- Assigned task: All records need to be reproduced exactly. Keep every word as it is.

(Records contained in a dataset)
··········
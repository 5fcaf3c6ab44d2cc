//! Ring elements of R_q = Z_q[X]/(X^256 + 1)
//!
//! [`Poly`] holds coefficients in the normal (coefficient) domain and
//! [`NttPoly`] holds the transform-domain representation. Pointwise
//! multiplication only exists on `NttPoly`, so mixing the two domains is a
//! type error instead of a silent wrong result.
//!
//! Arithmetic is lazy: `add` and `sub` never reduce, and each function
//! documents the coefficient range it expects and produces. Use
//! [`Poly::reduce`], [`Poly::csubq`] or [`Poly::freeze`] to bring
//! coefficients back into range.

use core::fmt;

use latsig_params::pqc::dilithium::{DILITHIUM_D, DILITHIUM_N as N, DILITHIUM_Q as Q};
use zeroize::Zeroize;

use super::ntt::{invntt_montgomery, ntt};
use super::reduce::{csubq, freeze, montgomery_reduce, reduce32};
use crate::error::{validate, Result};

/// Polynomial in the coefficient domain
#[derive(Clone, PartialEq, Eq, Zeroize)]
pub struct Poly {
    /// Coefficients, lowest degree first
    pub coeffs: [u32; N],
}

/// Polynomial in the NTT domain (bit-reversed evaluation order)
#[derive(Clone, PartialEq, Eq, Zeroize)]
pub struct NttPoly {
    /// Transform-domain coefficients
    pub coeffs: [u32; N],
}

macro_rules! impl_common {
    ($ty:ident) => {
        impl $ty {
            /// The zero polynomial
            pub const fn zero() -> Self {
                Self { coeffs: [0; N] }
            }

            /// Builds a polynomial from exactly `N` coefficients
            pub fn from_coeffs(coeffs: &[u32]) -> Result<Self> {
                validate::length("polynomial coefficients", coeffs.len(), N)?;
                let mut p = Self::zero();
                p.coeffs.copy_from_slice(coeffs);
                Ok(p)
            }

            /// Coefficient-wise `self + other` without reduction
            pub fn add(&self, other: &Self) -> Self {
                let mut r = Self::zero();
                for ((c, a), b) in r.coeffs.iter_mut().zip(&self.coeffs).zip(&other.coeffs) {
                    *c = a + b;
                }
                r
            }

            /// Coefficient-wise `self + 2q - other`.
            ///
            /// `other` must be `< 2q`; the result is nonnegative and unreduced.
            pub fn sub(&self, other: &Self) -> Self {
                let mut r = Self::zero();
                for ((c, a), b) in r.coeffs.iter_mut().zip(&self.coeffs).zip(&other.coeffs) {
                    *c = a + 2 * Q - b;
                }
                r
            }

            /// Reduces every coefficient to a representative `< 2q`
            pub fn reduce(&mut self) {
                for c in self.coeffs.iter_mut() {
                    *c = reduce32(*c);
                }
            }

            /// Maps coefficients `< 2q` to `[0, q)`
            pub fn csubq(&mut self) {
                for c in self.coeffs.iter_mut() {
                    *c = csubq(*c);
                }
            }

            /// Maps arbitrary coefficients to `[0, q)`
            pub fn freeze(&mut self) {
                for c in self.coeffs.iter_mut() {
                    *c = freeze(*c);
                }
            }
        }

        impl Default for $ty {
            fn default() -> Self {
                Self::zero()
            }
        }

        impl fmt::Debug for $ty {
            fn fmt(&self, f: &mut fmt::Formatter<'_>) -> fmt::Result {
                f.debug_struct(stringify!($ty))
                    .field("coeffs", &&self.coeffs[..8])
                    .field("len", &N)
                    .finish_non_exhaustive()
            }
        }
    };
}

impl_common!(Poly);
impl_common!(NttPoly);

impl Poly {
    /// Forward NTT. See [`ntt`] for the accepted input range.
    pub fn ntt(&self) -> NttPoly {
        let mut coeffs = self.coeffs;
        ntt(&mut coeffs);
        NttPoly { coeffs }
    }

    /// Multiplies every coefficient by `2^D` without reduction.
    ///
    /// Coefficients must be `< 2^(32 - D)`.
    pub fn shift_left(&self) -> Self {
        let mut r = Self::zero();
        for (c, a) in r.coeffs.iter_mut().zip(&self.coeffs) {
            *c = a << DILITHIUM_D;
        }
        r
    }

    /// Returns true if some coefficient has centred absolute value `>= bound`.
    ///
    /// Coefficients must be canonical (`[0, q)`), and `bound <= (q - 1) / 8`
    /// for the check to be meaningful.
    pub fn chknorm(&self, bound: u32) -> bool {
        const HALF: i32 = ((Q - 1) / 2) as i32;
        self.coeffs.iter().any(|&a| {
            // t becomes the absolute value of the centred representative
            let mut t = HALF - a as i32;
            t ^= t >> 31;
            t = HALF - t;
            t as u32 >= bound
        })
    }

    /// Centred representative of coefficient `i` in `(-q/2, q/2]`
    pub fn centered(&self, i: usize) -> i32 {
        let a = freeze(self.coeffs[i]) as i32;
        if a > (Q / 2) as i32 {
            a - Q as i32
        } else {
            a
        }
    }
}

impl NttPoly {
    /// Inverse NTT, multiplying the result by `2^32 mod q`.
    ///
    /// Input coefficients must be `< 2q`; output coefficients are `< 2q`.
    pub fn invntt_montgomery(&self) -> Poly {
        let mut coeffs = self.coeffs;
        invntt_montgomery(&mut coeffs);
        Poly { coeffs }
    }

    /// Pointwise product with a Montgomery reduction: `a_i * b_i * 2^-32`.
    ///
    /// Inputs need `a_i * b_i < 2^32 q`; output coefficients are `< 2q`.
    pub fn pointwise_montgomery(&self, other: &Self) -> Self {
        let mut r = Self::zero();
        for ((c, a), b) in r.coeffs.iter_mut().zip(&self.coeffs).zip(&other.coeffs) {
            *c = montgomery_reduce(*a as u64 * *b as u64);
        }
        r
    }
}

#[cfg(test)]
mod tests {
    use super::*;

    #[test]
    fn test_from_coeffs_checks_length() {
        assert!(Poly::from_coeffs(&[1u32; N - 1]).is_err());
        let p = Poly::from_coeffs(&[3u32; N]).unwrap();
        assert!(p.coeffs.iter().all(|&c| c == 3));
    }

    #[test]
    fn test_centered_and_chknorm() {
        let mut p = Poly::zero();
        p.coeffs[0] = Q - 5;
        p.coeffs[1] = 7;
        p.coeffs[2] = Q + 9;
        assert_eq!(p.centered(0), -5);
        assert_eq!(p.centered(1), 7);
        assert_eq!(p.centered(2), 9);

        let mut canon = p.clone();
        canon.freeze();
        assert!(!canon.chknorm(10));
        assert!(canon.chknorm(9));
        assert!(canon.chknorm(5));
    }

    #[test]
    fn test_sub_is_congruent() {
        let a = Poly::from_coeffs(&[10u32; N]).unwrap();
        let b = Poly::from_coeffs(&[25u32; N]).unwrap();
        let mut d = a.sub(&b);
        d.freeze();
        assert!(d.coeffs.iter().all(|&c| c == Q - 15));
        assert_eq!(d.centered(0), -15);
    }

    #[test]
    fn test_shift_left() {
        let p = Poly::from_coeffs(&[1u32; N]).unwrap();
        assert!(p.shift_left().coeffs.iter().all(|&c| c == 1 << DILITHIUM_D));
    }
}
··········
- Result of the exercise:
repository 5fcaf3c6ab44d2cc
//! Ring elements of R_q = Z_q[X]/(X^256 + 1)
//!
//! [`Poly`] holds coefficients in the normal (coefficient) domain and
//! [`NttPoly`] holds the transform-domain representation. Pointwise
//! multiplication only exists on `NttPoly`, so mixing the two domains is a
//! type error instead of a silent wrong result.
//!
//! Arithmetic is lazy: `add` and `sub` never reduce, and each function
//! documents the coefficient range it expects and produces. Use
//! [`Poly::reduce`], [`Poly::csubq`] or [`Poly::freeze`] to bring
//! coefficients back into range.

use core::fmt;

use latsig_params::pqc::dilithium::{DILITHIUM_D, DILITHIUM_N as N, DILITHIUM_Q as Q};
use zeroize::Zeroize;

use super::ntt::{invntt_montgomery, ntt};
use super::reduce::{csubq, freeze, montgomery_reduce, reduce32};
use crate::error::{validate, Result};

/// Polynomial in the coefficient domain
#[derive(Clone, PartialEq, Eq, Zeroize)]
pub struct Poly {
    /// Coefficients, lowest degree first
    pub coeffs: [u32; N],
}

/// Polynomial in the NTT domain (bit-reversed evaluation order)
#[derive(Clone, PartialEq, Eq, Zeroize)]
pub struct NttPoly {
    /// Transform-domain coefficients
    pub coeffs: [u32; N],
}

macro_rules! impl_common {
    ($ty:ident) => {
        impl $ty {
            /// The zero polynomial
            pub const fn zero() -> Self {
                Self { coeffs: [0; N] }
            }

            /// Builds a polynomial from exactly `N` coefficients
            pub fn from_coeffs(coeffs: &[u32]) -> Result<Self> {
                validate::length("polynomial coefficients", coeffs.len(), N)?;
                let mut p = Self::zero();
                p.coeffs.copy_from_slice(coeffs);
                Ok(p)
            }

            /// Coefficient-wise `self + other` without reduction
            pub fn add(&self, other: &Self) -> Self {
                let mut r = Self::zero();
                for ((c, a), b) in r.coeffs.iter_mut().zip(&self.coeffs).zip(&other.coeffs) {
                    *c = a + b;
                }
                r
            }

            /// Coefficient-wise `self + 2q - other`.
            ///
            /// `other` must be `< 2q`; the result is nonnegative and unreduced.
            pub fn sub(&self, other: &Self) -> Self {
                let mut r = Self::zero();
                for ((c, a), b) in r.coeffs.iter_mut().zip(&self.coeffs).zip(&other.coeffs) {
                    *c = a + 2 * Q - b;
                }
                r
            }

            /// Reduces every coefficient to a representative `< 2q`
            pub fn reduce(&mut self) {
                for c in self.coeffs.iter_mut() {
                    *c = reduce32(*c);
                }
            }

            /// Maps coefficients `< 2q` to `[0, q)`
            pub fn csubq(&mut self) {
                for c in self.coeffs.iter_mut() {
                    *c = csubq(*c);
                }
            }

            /// Maps arbitrary coefficients to `[0, q)`
            pub fn freeze(&mut self) {
                for c in self.coeffs.iter_mut() {
                    *c = freeze(*c);
                }
            }
        }

        impl Default for $ty {
            fn default() -> Self {
                Self::zero()
            }
        }

        impl fmt::Debug for $ty {
            fn fmt(&self, f: &mut fmt::Formatter<'_>) -> fmt::Result {
                f.debug_struct(stringify!($ty))
                    .field("coeffs", &&self.coeffs[..8])
                    .field("len", &N)
                    .finish_non_exhaustive()
            }
        }
    };
}

impl_common!(Poly);
impl_common!(NttPoly);

impl Poly {
    /// Forward NTT. See [`ntt`] for the accepted input range.
    pub fn ntt(&self) -> NttPoly {
        let mut coeffs = self.coeffs;
        ntt(&mut coeffs);
        NttPoly { coeffs }
    }

    /// Multiplies every coefficient by `2^D` without reduction.
    ///
    /// Coefficients must be `< 2^(32 - D)`.
    pub fn shift_left(&self) -> Self {
        let mut r = Self::zero();
        for (c, a) in r.coeffs.iter_mut().zip(&self.coeffs) {
            *c = a << DILITHIUM_D;
        }
        r
    }

    /// Returns true if some coefficient has centred absolute value `>= bound`.
    ///
    /// Coefficients must be canonical (`[0, q)`), and `bound <= (q - 1) / 8`
    /// for the check to be meaningful.
    pub fn chknorm(&self, bound: u32) -> bool {
        const HALF: i32 = ((Q - 1) / 2) as i32;
        self.coeffs.iter().any(|&a| {
            // t becomes the absolute value of the centred representative
            let mut t = HALF - a as i32;
            t ^= t >> 31;
            t = HALF - t;
            t as u32 >= bound
        })
    }

    /// Centred representative of coefficient `i` in `(-q/2, q/2]`
    pub fn centered(&self, i: usize) -> i32 {
        let a = freeze(self.coeffs[i]) as i32;
        if a > (Q / 2) as i32 {
            a - Q as i32
        } else {
            a
        }
    }
}

impl NttPoly {
    /// Inverse NTT, multiplying the result by `2^32 mod q`.
    ///
    /// Input coefficients must be `< 2q`; output coefficients are `< 2q`.
    pub fn invntt_montgomery(&self) -> Poly {
        let mut coeffs = self.coeffs;
        invntt_montgomery(&mut coeffs);
        Poly { coeffs }
    }

    /// Pointwise product with a Montgomery reduction: `a_i * b_i * 2^-32`.
    ///
    /// Inputs need `a_i * b_i < 2^32 q`; output coefficients are `< 2q`.
    pub fn pointwise_montgomery(&self, other: &Self) -> Self {
        let mut r = Self::zero();
        for ((c, a), b) in r.coeffs.iter_mut().zip(&self.coeffs).zip(&other.coeffs) {
            *c = montgomery_reduce(*a as u64 * *b as u64);
        }
        r
    }
}

#[cfg(test)]
mod tests {
    use super::*;

    #[test]
    fn test_from_coeffs_checks_length() {
        assert!(Poly::from_coeffs(&[1u32; N - 1]).is_err());
        let p = Poly::from_coeffs(&[3u32; N]).unwrap();
        assert!(p.coeffs.iter().all(|&c| c == 3));
    }

    #[test]
    fn test_centered_and_chknorm() {
        let mut p = Poly::zero();
        p.coeffs[0] = Q - 5;
        p.coeffs[1] = 7;
        p.coeffs[2] = Q + 9;
        assert_eq!(p.centered(0), -5);
        assert_eq!(p.centered(1), 7);
        assert_eq!(p.centered(2), 9);

        let mut canon = p.clone();
        canon.freeze();
        assert!(!canon.chknorm(10));
        assert!(canon.chknorm(9));
        assert!(canon.chknorm(5));
    }

    #[test]
    fn test_sub_is_congruent() {
        let a = Poly::from_coeffs(&[10u32; N]).unwrap();
        let b = Poly::from_coeffs(&[25u32; N]).unwrap();
        let mut d = a.sub(&b);
        d.freeze();
        assert!(d.coeffs.iter().all(|&c| c == Q - 15));
        assert_eq!(d.centered(0), -15);
    }

    #[test]
    fn test_shift_left() {
        let p = Poly::from_coeffs(&[1u32; N]).unwrap();
        assert!(p.shift_left().coeffs.iter().all(|&c| c == 1 << DILITHIUM_D));
    }
}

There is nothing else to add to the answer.